[Start of Attachment]

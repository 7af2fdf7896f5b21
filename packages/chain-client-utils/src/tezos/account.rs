use super::{key_store::KeyStore, signing_client::SoftSigner};

/// signing account used for a sequence of operations.
///
/// `counter` is the next counter to use. it only moves forward, once per
/// injected operation content (a reveal takes its own counter).
#[derive(Debug)]
pub struct Account {
    pub key_store: KeyStore,
    pub signer: SoftSigner,
    pub counter: u64,
    pub revealed: bool,
}

impl Account {
    pub fn new(key_store: KeyStore, signer: SoftSigner, counter: u64, revealed: bool) -> Self {
        Self {
            key_store,
            signer,
            counter,
            revealed,
        }
    }

    pub fn address(&self) -> &str {
        &self.key_store.public_key_hash
    }

    /// registers `count` injected contents
    pub fn advance(&mut self, count: u64) {
        self.counter += count;
        self.revealed = true;
    }
}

[End of Attachment]

> **WHAT TO PRODUCE**: Give an exact copy of all the data shown above.

> **EXERCISE RESPONSE**:
repository 7af2fdf7896f5b21
filename packages/chain-client-utils/src/tezos/account.rs
use super::{key_store::KeyStore, signing_client::SoftSigner};

/// signing account used for a sequence of operations.
///
/// `counter` is the next counter to use. it only moves forward, once per
/// injected operation content (a reveal takes its own counter).
#[derive(Debug)]
pub struct Account {
    pub key_store: KeyStore,
    pub signer: SoftSigner,
    pub counter: u64,
    pub revealed: bool,
}

impl Account {
    pub fn new(key_store: KeyStore, signer: SoftSigner, counter: u64, revealed: bool) -> Self {
        Self {
            key_store,
            signer,
            counter,
            revealed,
        }
    }

    pub fn address(&self) -> &str {
        &self.key_store.public_key_hash
    }

    /// registers `count` injected contents
    pub fn advance(&mut self, count: u64) {
        self.counter += count;
        self.revealed = true;
    }
}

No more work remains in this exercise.